[Dataset entries]

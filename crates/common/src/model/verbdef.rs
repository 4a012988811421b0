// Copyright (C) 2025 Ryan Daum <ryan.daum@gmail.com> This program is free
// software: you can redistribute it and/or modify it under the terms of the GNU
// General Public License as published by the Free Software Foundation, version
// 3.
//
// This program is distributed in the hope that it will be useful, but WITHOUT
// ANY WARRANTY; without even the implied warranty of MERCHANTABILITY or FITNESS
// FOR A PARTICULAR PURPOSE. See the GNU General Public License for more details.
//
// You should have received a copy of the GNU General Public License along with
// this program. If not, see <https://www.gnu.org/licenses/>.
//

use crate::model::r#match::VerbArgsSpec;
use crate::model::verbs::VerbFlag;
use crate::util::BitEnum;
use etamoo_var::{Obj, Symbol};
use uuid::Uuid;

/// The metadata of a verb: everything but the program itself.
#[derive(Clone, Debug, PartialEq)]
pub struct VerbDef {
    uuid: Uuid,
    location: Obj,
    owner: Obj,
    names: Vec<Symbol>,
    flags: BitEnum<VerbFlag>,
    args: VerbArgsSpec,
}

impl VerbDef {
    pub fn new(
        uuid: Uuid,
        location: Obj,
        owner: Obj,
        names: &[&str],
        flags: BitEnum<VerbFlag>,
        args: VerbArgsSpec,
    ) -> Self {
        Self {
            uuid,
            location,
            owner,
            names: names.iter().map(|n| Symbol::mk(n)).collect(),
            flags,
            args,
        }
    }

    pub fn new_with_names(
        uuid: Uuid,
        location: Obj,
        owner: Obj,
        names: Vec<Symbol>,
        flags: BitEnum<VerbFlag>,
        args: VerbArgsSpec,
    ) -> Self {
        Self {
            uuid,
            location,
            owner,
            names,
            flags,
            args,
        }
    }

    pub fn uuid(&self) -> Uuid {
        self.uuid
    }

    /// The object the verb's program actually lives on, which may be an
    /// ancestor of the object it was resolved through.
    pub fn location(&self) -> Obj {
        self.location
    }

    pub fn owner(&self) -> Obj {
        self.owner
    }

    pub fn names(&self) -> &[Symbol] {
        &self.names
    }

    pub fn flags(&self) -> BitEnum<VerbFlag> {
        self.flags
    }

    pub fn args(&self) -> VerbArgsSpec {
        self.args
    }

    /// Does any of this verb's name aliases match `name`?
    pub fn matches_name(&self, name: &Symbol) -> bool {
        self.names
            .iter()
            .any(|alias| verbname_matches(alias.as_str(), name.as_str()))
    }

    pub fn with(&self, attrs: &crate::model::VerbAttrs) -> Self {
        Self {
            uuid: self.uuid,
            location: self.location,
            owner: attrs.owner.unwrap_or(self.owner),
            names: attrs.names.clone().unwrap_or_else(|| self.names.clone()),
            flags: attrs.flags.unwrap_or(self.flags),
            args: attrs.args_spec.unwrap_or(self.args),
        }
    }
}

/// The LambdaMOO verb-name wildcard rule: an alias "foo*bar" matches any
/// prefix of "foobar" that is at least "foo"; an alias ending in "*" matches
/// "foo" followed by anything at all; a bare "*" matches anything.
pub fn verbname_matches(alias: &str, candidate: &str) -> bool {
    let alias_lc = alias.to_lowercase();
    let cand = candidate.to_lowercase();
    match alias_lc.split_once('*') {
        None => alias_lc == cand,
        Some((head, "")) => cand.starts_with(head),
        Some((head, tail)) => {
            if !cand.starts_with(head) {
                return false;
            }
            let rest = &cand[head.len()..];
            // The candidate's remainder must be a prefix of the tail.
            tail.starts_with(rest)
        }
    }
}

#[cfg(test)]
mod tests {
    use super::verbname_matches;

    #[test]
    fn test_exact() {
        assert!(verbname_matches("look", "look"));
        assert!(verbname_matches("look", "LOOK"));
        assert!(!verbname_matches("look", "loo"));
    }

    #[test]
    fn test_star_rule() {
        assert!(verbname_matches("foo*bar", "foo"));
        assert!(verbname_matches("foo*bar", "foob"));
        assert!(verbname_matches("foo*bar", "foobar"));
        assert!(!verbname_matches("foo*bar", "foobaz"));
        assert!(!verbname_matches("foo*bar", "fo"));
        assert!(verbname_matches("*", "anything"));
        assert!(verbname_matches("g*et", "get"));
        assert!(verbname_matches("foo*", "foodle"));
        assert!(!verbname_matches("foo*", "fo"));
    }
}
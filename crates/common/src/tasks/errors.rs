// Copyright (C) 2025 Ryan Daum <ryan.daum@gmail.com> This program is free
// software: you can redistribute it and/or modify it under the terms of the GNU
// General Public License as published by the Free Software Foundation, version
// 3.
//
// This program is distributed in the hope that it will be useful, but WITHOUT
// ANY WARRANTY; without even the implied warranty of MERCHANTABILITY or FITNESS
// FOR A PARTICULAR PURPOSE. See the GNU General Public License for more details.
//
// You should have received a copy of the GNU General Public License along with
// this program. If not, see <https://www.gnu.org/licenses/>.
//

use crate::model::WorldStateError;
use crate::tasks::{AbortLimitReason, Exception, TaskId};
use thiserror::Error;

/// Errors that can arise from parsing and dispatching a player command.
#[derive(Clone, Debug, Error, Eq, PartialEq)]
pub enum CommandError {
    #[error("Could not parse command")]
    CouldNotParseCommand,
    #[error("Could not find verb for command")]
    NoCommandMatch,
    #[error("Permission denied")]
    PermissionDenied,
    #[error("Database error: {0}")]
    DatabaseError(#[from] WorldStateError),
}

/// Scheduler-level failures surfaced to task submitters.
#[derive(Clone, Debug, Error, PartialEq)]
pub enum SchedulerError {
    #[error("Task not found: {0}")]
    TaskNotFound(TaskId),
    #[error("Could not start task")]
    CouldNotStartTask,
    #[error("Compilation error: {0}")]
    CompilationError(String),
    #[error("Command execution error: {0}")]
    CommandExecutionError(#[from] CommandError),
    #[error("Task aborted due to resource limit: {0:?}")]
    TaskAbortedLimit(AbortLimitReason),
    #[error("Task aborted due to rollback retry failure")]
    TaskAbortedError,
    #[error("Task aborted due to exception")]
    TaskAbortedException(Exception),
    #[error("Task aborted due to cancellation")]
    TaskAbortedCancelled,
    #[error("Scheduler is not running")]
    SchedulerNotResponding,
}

**Aim of the exercise**
Gather each line in these records that contains the string "TaskId".

**Solution below**
use crate::tasks::{AbortLimitReason, Exception, TaskId};
    TaskNotFound(TaskId),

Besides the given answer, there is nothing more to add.